The Hanover County School Board, with Youngkin’s tacit support, has adopted a policy in which the school board will have secret meetings, without parents present, to decide whether their child is “transgender enough” and “not too dangerous” to be inside of school bathrooms and locker rooms along with other cisgender children.
Parents won’t even know what sort of parameters school officials will be using to judge whether their children should be allowed to pee and change clothes with others.
It turns out that the vast majority of parents in this country do not support these denigrating measures that Youngkin calls “rights.” Parents do not want books banned, they do not want curricula reduced to the least offensive denominator, nor they do not want LGBTQIA+ children or anyone else to be bullied. Parents want the truth told about history and they want schools to be better for their children than they were for themselves.

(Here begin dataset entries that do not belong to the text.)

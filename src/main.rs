#[macro_use]
extern crate lazy_static;

mod ast;
mod codegen;
mod codetable;
mod error;
mod lexer;
mod parser;
mod registers;
mod storage;
mod symtab;


use {
    crate::{
        ast::{Ast, NodeId},
        codegen::generate_code,
        codetable::CodeTable,
        error::{CompileError, Diagnostic},
        lexer::lex_all_tokens,
        parser::parse_source,
    },
    clap::Parser as _,
    std::{
        io::{self, BufWriter, Write},
        path::Path,
    },
    tracing::{debug, info, instrument},
    tracing_subscriber::{
        layer::SubscriberExt, util::SubscriberInitExt, EnvFilter, Layer, Registry,
    },
};

#[derive(clap::ValueEnum, Clone, Copy, Debug, PartialEq, Eq)]
enum Mode {
    /// Only lex, printing every token.
    Lex,

    /// Lex and parse.
    Parse,

    /// Lex, parse and generate code.
    All,
}

#[derive(clap::Parser, Clone, Debug)]
#[command(author, version, about = "Compiles C-- source into a MIPS assembly listing")]
struct CmmArgs {
    #[arg()]
    input_path: String,

    /// Where to write the listing. Defaults to the input path with an .s extension.
    #[arg(short = 'o', long = "output")]
    output_path: Option<String>,

    #[arg(short = 'm', long = "mode", value_enum, default_value_t = Mode::All)]
    mode: Mode,

    /// Print the syntax tree sideways to stdout.
    #[arg(long = "print-ast")]
    should_print_ast: bool,

    /// Write a python script that draws the syntax tree with nltk.
    #[arg(long = "nltk")]
    nltk_path: Option<String>,

    #[arg(short = 'v', long = "verbose")]
    verbose: bool,
}

/// Everything produced by a successful compilation.
#[derive(Debug)]
struct Compilation {
    ast: Ast,
    root: NodeId,
    diagnostics: Vec<Diagnostic>,
    code: Option<CodeTable>,
}

fn format_io_err(context: impl Into<String>) -> impl FnOnce(std::io::Error) -> CompileError {
    let context = context.into();
    move |source| CompileError::Io { context, source }
}

#[instrument(level = "info", skip_all)]
fn compile(input: &str, mode: Mode) -> Result<Compilation, CompileError> {
    let parsed = parse_source(input)?;
    info!(nodes = parsed.ast.len(), diagnostics = parsed.diagnostics.len(), "parsed");

    for diagnostic in parsed.diagnostics.iter() {
        eprintln!("{}", diagnostic);
    }

    let code = if mode == Mode::All {
        let code = generate_code(&parsed.ast, parsed.root)?;
        info!(instructions = code.len(), "generated");
        Some(code)
    } else {
        None
    };

    Ok(Compilation {
        ast: parsed.ast,
        root: parsed.root,
        diagnostics: parsed.diagnostics,
        code,
    })
}

fn default_output_path(input_path: &str) -> String {
    Path::new(input_path)
        .with_extension("s")
        .to_string_lossy()
        .into_owned()
}

fn compile_file(args: &CmmArgs) -> Result<(), CompileError> {
    let input = std::fs::read_to_string(&args.input_path)
        .map_err(format_io_err(format!("failed to read {}", args.input_path)))?;
    debug!(path = %args.input_path, bytes = input.len(), "loaded");

    if args.mode == Mode::Lex {
        for token in lex_all_tokens(&input)? {
            println!("{}", token);
        }
        return Ok(());
    }

    let compilation = compile(&input, args.mode)?;

    if args.should_print_ast {
        print!("{}", compilation.ast.to_sideways_string(compilation.root));
    }

    if let Some(nltk_path) = &args.nltk_path {
        std::fs::write(nltk_path, compilation.ast.to_nltk_script(compilation.root))
            .map_err(format_io_err(format!("failed to write {}", nltk_path)))?;
    }

    // The listing only reaches the disk once it is complete.
    if let Some(code) = &compilation.code {
        let output_path = args
            .output_path
            .clone()
            .unwrap_or_else(|| default_output_path(&args.input_path));

        let file = std::fs::File::create(&output_path)
            .map_err(format_io_err(format!("failed to create {}", output_path)))?;
        let mut writer = BufWriter::new(file);
        code.write_to(&mut writer)
            .and_then(|_| writer.flush())
            .map_err(format_io_err(format!("failed to write {}", output_path)))?;

        info!(path = %output_path, "wrote listing");
    }

    Ok(())
}

/// Compiles and reports a failure as a single line on `errors`. Returns the exit status.
fn run(args: &CmmArgs, errors: &mut impl Write) -> i32 {
    match compile_file(args) {
        Ok(()) => 0,
        Err(err) => {
            let _ = writeln!(errors, "{}", err);
            1
        }
    }
}

fn main() {
    let args = CmmArgs::parse();

    let default_filter = if args.verbose { "debug" } else { "warn" };
    let filter =
        EnvFilter::try_from_default_env().unwrap_or_else(|_| EnvFilter::new(default_filter));
    let _ = Registry::default()
        .with(tracing_forest::ForestLayer::default().with_filter(filter))
        .try_init();

    let status = run(&args, &mut io::stderr());
    if status != 0 {
        std::process::exit(status);
    }
}
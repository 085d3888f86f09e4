use {crate::lexer::TokenKind, std::fmt};

#[derive(PartialEq, Eq, Clone, Copy, Debug)]
pub enum VarType {
    Int,
    Char,
}

impl VarType {
    pub fn size(&self) -> i32 {
        match self {
            VarType::Int => crate::storage::INT_SIZE,
            VarType::Char => crate::storage::CHAR_SIZE,
        }
    }
}

impl fmt::Display for VarType {
    fn fmt(&self, f: &mut fmt::Formatter) -> fmt::Result {
        match self {
            VarType::Int => write!(f, "int"),
            VarType::Char => write!(f, "char"),
        }
    }
}

#[derive(PartialEq, Eq, Clone, Copy, Debug)]
pub enum BinaryOperator {
    Or,
    And,
    Eq,
    Ne,
    Less,
    LessEq,
    Greater,
    GreaterEq,
    Add,
    Subtract,
    Multiply,
    Divide,
}

impl BinaryOperator {
    fn from_token(kind: TokenKind) -> Option<BinaryOperator> {
        Some(match kind {
            TokenKind::Or => BinaryOperator::Or,
            TokenKind::And => BinaryOperator::And,
            TokenKind::Eq => BinaryOperator::Eq,
            TokenKind::Ne => BinaryOperator::Ne,
            TokenKind::Less => BinaryOperator::Less,
            TokenKind::LessEq => BinaryOperator::LessEq,
            TokenKind::Greater => BinaryOperator::Greater,
            TokenKind::GreaterEq => BinaryOperator::GreaterEq,
            TokenKind::Plus => BinaryOperator::Add,
            TokenKind::Minus => BinaryOperator::Subtract,
            TokenKind::Star => BinaryOperator::Multiply,
            TokenKind::Slash => BinaryOperator::Divide,
            _ => return None,
        })
    }

    pub fn symbol(&self) -> &'static str {
        match self {
            BinaryOperator::Or => "||",
            BinaryOperator::And => "&&",
            BinaryOperator::Eq => "==",
            BinaryOperator::Ne => "!=",
            BinaryOperator::Less => "<",
            BinaryOperator::LessEq => "<=",
            BinaryOperator::Greater => ">",
            BinaryOperator::GreaterEq => ">=",
            BinaryOperator::Add => "+",
            BinaryOperator::Subtract => "-",
            BinaryOperator::Multiply => "*",
            BinaryOperator::Divide => "/",
        }
    }
}

/// What a node stands for. The first group are grammar constructs, the rest are leaves built
/// from tokens.
#[derive(PartialEq, Clone, Debug)]
pub enum NodeKind {
    Program,
    FuncDecl,
    VarDecl,
    Param,
    Block,
    ExprList,

    Type(VarType),
    Ident(String),
    Num(i32),
    Float(f32),
    LBrack,
    RBrack,
    Return,
    Read,
    Write,
    Writeln,
    Break,
    If,
    Else,
    While,
    Assign,
    Binary(BinaryOperator),
    Negate,
    Not,
}

impl NodeKind {
    pub fn is_nonterminal(&self) -> bool {
        matches!(
            self,
            NodeKind::Program
                | NodeKind::FuncDecl
                | NodeKind::VarDecl
                | NodeKind::Param
                | NodeKind::Block
                | NodeKind::ExprList
        )
    }

    /// The leaf a matched token turns into. Punctuation has no node.
    pub fn from_token(
        kind: TokenKind,
        lexeme: &str,
        int_value: i32,
        float_value: f32,
    ) -> Option<NodeKind> {
        if let Some(op) = BinaryOperator::from_token(kind) {
            return Some(NodeKind::Binary(op));
        }

        Some(match kind {
            TokenKind::Ident => NodeKind::Ident(String::from(lexeme)),
            TokenKind::Num => NodeKind::Num(int_value),
            TokenKind::Float => NodeKind::Float(float_value),
            TokenKind::Int => NodeKind::Type(VarType::Int),
            TokenKind::Char => NodeKind::Type(VarType::Char),
            TokenKind::Read => NodeKind::Read,
            TokenKind::If => NodeKind::If,
            TokenKind::Else => NodeKind::Else,
            TokenKind::Break => NodeKind::Break,
            TokenKind::Write => NodeKind::Write,
            TokenKind::Writeln => NodeKind::Writeln,
            TokenKind::While => NodeKind::While,
            TokenKind::Return => NodeKind::Return,
            TokenKind::LBrack => NodeKind::LBrack,
            TokenKind::RBrack => NodeKind::RBrack,
            TokenKind::Assign => NodeKind::Assign,
            TokenKind::Not => NodeKind::Not,
            _ => return None,
        })
    }

    pub fn label(&self) -> String {
        match self {
            NodeKind::Program => String::from("PROGRAM"),
            NodeKind::FuncDecl => String::from("FUNC_DECL"),
            NodeKind::VarDecl => String::from("VAR_DECL"),
            NodeKind::Param => String::from("PARAM"),
            NodeKind::Block => String::from("BLOCK"),
            NodeKind::ExprList => String::from("EXPR_LIST"),
            NodeKind::Type(var_type) => format!("{}", var_type),
            NodeKind::Ident(name) => name.clone(),
            NodeKind::Num(val) => format!("{}", val),
            NodeKind::Float(val) => format!("{}", val),
            NodeKind::LBrack => String::from("["),
            NodeKind::RBrack => String::from("]"),
            NodeKind::Return => String::from("return"),
            NodeKind::Read => String::from("read"),
            NodeKind::Write => String::from("write"),
            NodeKind::Writeln => String::from("writeln"),
            NodeKind::Break => String::from("break"),
            NodeKind::If => String::from("if"),
            NodeKind::Else => String::from("else"),
            NodeKind::While => String::from("while"),
            NodeKind::Assign => String::from("="),
            NodeKind::Binary(op) => String::from(op.symbol()),
            NodeKind::Negate => String::from("-"),
            NodeKind::Not => String::from("!"),
        }
    }
}

#[derive(PartialEq, Eq, Clone, Copy, Debug, Hash)]
pub struct NodeId(usize);

#[derive(PartialEq, Clone, Debug)]
pub struct AstNode {
    pub kind: NodeKind,
    pub line: u32,
    pub children: Vec<NodeId>,
}

/// Owns every node of one syntax tree. Dropping the arena releases the whole tree at once.
#[derive(PartialEq, Clone, Debug, Default)]
pub struct Ast {
    nodes: Vec<AstNode>,
}

impl Ast {
    pub fn new() -> Ast {
        Ast { nodes: vec![] }
    }

    pub fn create_node(&mut self, kind: NodeKind, line: u32) -> NodeId {
        self.nodes.push(AstNode {
            kind,
            line,
            children: vec![],
        });
        NodeId(self.nodes.len() - 1)
    }

    pub fn add_child(&mut self, parent: NodeId, child: NodeId) {
        debug_assert!(child.0 < self.nodes.len());
        self.nodes[parent.0].children.push(child);
    }

    pub fn node(&self, id: NodeId) -> &AstNode {
        &self.nodes[id.0]
    }

    pub fn kind(&self, id: NodeId) -> &NodeKind {
        &self.nodes[id.0].kind
    }

    pub fn line(&self, id: NodeId) -> u32 {
        self.nodes[id.0].line
    }

    pub fn children(&self, id: NodeId) -> &[NodeId] {
        &self.nodes[id.0].children
    }

    pub fn child(&self, id: NodeId, index: usize) -> Option<NodeId> {
        self.nodes[id.0].children.get(index).copied()
    }

    pub fn len(&self) -> usize {
        self.nodes.len()
    }

    pub fn is_empty(&self) -> bool {
        self.nodes.is_empty()
    }

    pub fn ident_name(&self, id: NodeId) -> Option<&str> {
        if let NodeKind::Ident(name) = self.kind(id) {
            Some(name)
        } else {
            None
        }
    }

    /// Depth-first walk that visits the children of a node from last to first before the node
    /// itself.
    pub fn traverse<F>(&self, root: NodeId, visitor: &mut F)
    where
        F: FnMut(&AstNode, u32),
    {
        self.traverse_at_depth(root, 0, visitor)
    }

    fn traverse_at_depth<F>(&self, id: NodeId, depth: u32, visitor: &mut F)
    where
        F: FnMut(&AstNode, u32),
    {
        for child in self.children(id).iter().rev() {
            self.traverse_at_depth(*child, depth + 1, visitor);
        }

        visitor(self.node(id), depth);
    }

    /// The tree laid on its side: the root at the left margin and printed last, the last child
    /// on top.
    pub fn to_sideways_string(&self, root: NodeId) -> String {
        let mut result = String::new();
        self.traverse(root, &mut |node, depth| {
            result += &node.ast_to_string(depth);
            result += "\n";
        });
        result
    }

    /// A python script that draws the tree with nltk.
    pub fn to_nltk_script(&self, root: NodeId) -> String {
        format!(
            "from nltk import Tree\n\ntree = Tree.fromstring(\"\"\"{}\"\"\")\ntree.draw()\n",
            self.nltk_bracketed(root)
        )
    }

    fn nltk_bracketed(&self, id: NodeId) -> String {
        let node = self.node(id);
        let label = nltk_escape(&node.kind.label());
        if node.children.is_empty() {
            return label;
        }

        let mut result = format!("({}", label);
        for child in node.children.iter() {
            result += " ";
            result += &self.nltk_bracketed(*child);
        }
        result + ")"
    }
}

fn nltk_escape(label: &str) -> String {
    label.replace('(', "-LRB-").replace(')', "-RRB-")
}

pub trait AstToString {
    fn ast_to_string(&self, indent_levels: u32) -> String;

    fn get_indent_string(indent_levels: u32) -> String {
        let mut result = String::new();
        for _ in 0..indent_levels {
            result += "       ";
        }
        result
    }
}

impl AstToString for AstNode {
    fn ast_to_string(&self, indent_levels: u32) -> String {
        format!("{}{}", Self::get_indent_string(indent_levels), self.kind.label())
    }
}

impl fmt::Display for NodeKind {
    fn fmt(&self, f: &mut fmt::Formatter) -> fmt::Result {
        write!(f, "{}", self.label())
    }
}
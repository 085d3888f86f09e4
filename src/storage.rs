use {
    crate::{ast::VarType, symtab::Shape},
    std::convert::TryFrom,
    tracing::debug,
};

pub const INT_SIZE: i32 = 4;
pub const CHAR_SIZE: i32 = 1;
pub const POINTER_SIZE: i32 = 4;
pub const WORD_ALIGNMENT: i32 = 4;
pub const MAX_PARAMS: usize = 4;

/// $ra, $fp and $s0-$s7, saved by every function prologue.
pub const SAVED_REGISTER_BYTES: i32 = 40;

/// $t0-$t7 and $a0-$a3, saved around every call.
pub const CALL_SAVE_BYTES: i32 = 48;

/// Upper bound on the locals of one function. Spills and call saves go on top.
pub const MAX_FRAME_BYTES: i32 = i32::MAX / 2;

pub fn pad_to_alignment(num: i32, align: i32) -> i32 {
    ((num + align - 1) / align) * align
}

fn checked_pad(num: i32) -> Option<i32> {
    num.checked_add(WORD_ALIGNMENT - 1)
        .map(|padded| padded / WORD_ALIGNMENT * WORD_ALIGNMENT)
}

fn array_bytes(var_type: VarType, dimension: u32) -> Option<i32> {
    var_type.size().checked_mul(i32::try_from(dimension).ok()?)
}

/// Where a local ended up and how far the stack pointer has to move to make room for it.
#[derive(PartialEq, Eq, Clone, Copy, Debug)]
pub struct Allocation {
    pub offset: i32,
    pub bytes: i32,
}

/// Hands out storage offsets. Globals grow up from $gp. Parameters and locals grow down
/// from $fp, which sits where the stack pointer was when the function was entered.
///
/// Allocations that would not fit come back as `None`.
#[derive(Debug, Default)]
pub struct StorageAllocator {
    global_offset: i32,

    /// Lowest offset from $fp handed out so far in the current function.
    frame_offset: i32,

    /// Bytes between $fp and $sp, i.e. $sp == $fp - stack_offset at runtime.
    stack_offset: i32,

    param_bytes: i32,
}

impl StorageAllocator {
    pub fn new() -> StorageAllocator {
        StorageAllocator::default()
    }

    pub fn global_offset(&self) -> i32 {
        self.global_offset
    }

    pub fn frame_offset(&self) -> i32 {
        self.frame_offset
    }

    pub fn stack_offset(&self) -> i32 {
        self.stack_offset
    }

    pub fn param_bytes(&self) -> i32 {
        self.param_bytes
    }

    pub fn allocate_global(&mut self, var_type: VarType, shape: Shape) -> Option<i32> {
        let (offset, size) = match shape {
            Shape::Scalar if var_type == VarType::Char => (self.global_offset, CHAR_SIZE),
            Shape::Scalar | Shape::ArrayParam => (checked_pad(self.global_offset)?, INT_SIZE),
            Shape::Array(dimension) => {
                (checked_pad(self.global_offset)?, array_bytes(var_type, dimension)?)
            }
        };

        self.global_offset = offset.checked_add(size)?;
        debug!(offset, total = self.global_offset, "global");
        Some(offset)
    }

    pub fn begin_function(&mut self) {
        self.frame_offset = 0;
        self.stack_offset = 0;
        self.param_bytes = 0;
    }

    fn align_frame(&mut self) {
        self.frame_offset = -pad_to_alignment(-self.frame_offset, WORD_ALIGNMENT);
    }

    /// Parameter slots sit just below $fp in declaration order. Callers enforce the
    /// parameter limit.
    pub fn allocate_param(&mut self, var_type: VarType, is_array: bool) -> i32 {
        let size = if is_array { POINTER_SIZE } else { var_type.size() };
        if size == WORD_ALIGNMENT {
            self.align_frame();
        }

        self.frame_offset -= size;
        debug!(offset = self.frame_offset, "param");
        self.frame_offset
    }

    /// Rounds the parameter area up to a whole number of words and returns its size.
    pub fn finish_params(&mut self) -> i32 {
        self.align_frame();
        self.param_bytes = -self.frame_offset;
        self.param_bytes
    }

    /// After the prologue, $sp sits below the parameter area and the saved registers.
    pub fn enter_body(&mut self) {
        self.stack_offset = self.param_bytes + SAVED_REGISTER_BYTES;
        self.frame_offset = -self.stack_offset;
    }

    /// Lines the next local up with the current stack pointer. Returns the frame offset to
    /// restore at block exit.
    pub fn enter_block(&mut self) -> i32 {
        self.frame_offset = -self.stack_offset;
        self.frame_offset
    }

    pub fn allocate_local(&mut self, var_type: VarType, shape: Shape) -> Option<Allocation> {
        let start = self.frame_offset;

        // The frame stays under MAX_FRAME_BYTES, so aligning it cannot overflow.
        let word_aligned = -pad_to_alignment(-start, WORD_ALIGNMENT);
        let (aligned, size) = match shape {
            Shape::Scalar if var_type == VarType::Char => (start, CHAR_SIZE),
            Shape::Scalar | Shape::ArrayParam => (word_aligned, INT_SIZE),
            Shape::Array(dimension) => (word_aligned, array_bytes(var_type, dimension)?),
        };

        let offset = aligned.checked_sub(size)?;
        let bytes = start - offset;
        let stack_offset = self.stack_offset.checked_add(bytes)?;
        if stack_offset > MAX_FRAME_BYTES {
            return None;
        }

        self.frame_offset = offset;
        self.stack_offset = stack_offset;
        debug!(offset, bytes, "local");
        Some(Allocation { offset, bytes })
    }

    /// Restores word alignment after a run of locals. Returns how many bytes of padding were
    /// added.
    pub fn pad_locals(&mut self) -> i32 {
        let start = self.frame_offset;
        self.align_frame();
        let bytes = start - self.frame_offset;
        self.stack_offset += bytes;
        bytes
    }

    pub fn push(&mut self, bytes: i32) {
        self.stack_offset += bytes;
    }

    pub fn pop(&mut self, bytes: i32) {
        self.stack_offset -= bytes;
    }

    /// How far $sp must move up to get back to where it was when a block with this entry
    /// offset began.
    pub fn unwind_distance(&self, entry_frame_offset: i32) -> i32 {
        self.stack_offset + entry_frame_offset
    }

    /// Leaves a block: everything it allocated is released. Returns the distance $sp moves
    /// up.
    pub fn exit_block(&mut self, entry_frame_offset: i32) -> i32 {
        let distance = self.unwind_distance(entry_frame_offset);
        self.stack_offset = -entry_frame_offset;
        self.frame_offset = entry_frame_offset;
        distance
    }
}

So who was Gov. Youngkin talking to when he addressed his crowd of 100 (out of the 2.5 million people in the areas covered by his preferred candidates)? Not us here in Virginia.
Fox News covered his rally and so did Sinclair Broadcasting Group. But they did so for national audiences. Youngkin is using Virginia, the state he was elected to govern for all residents, as a platform in his quest for national office.
Youngkin’s fight for so-called parents’ rights is an attack on our state’s most successful school systems. Clearly, parents here aren’t his intended target. Instead, he’s taking aim at “progressives” who want a more inclusive society nationwide.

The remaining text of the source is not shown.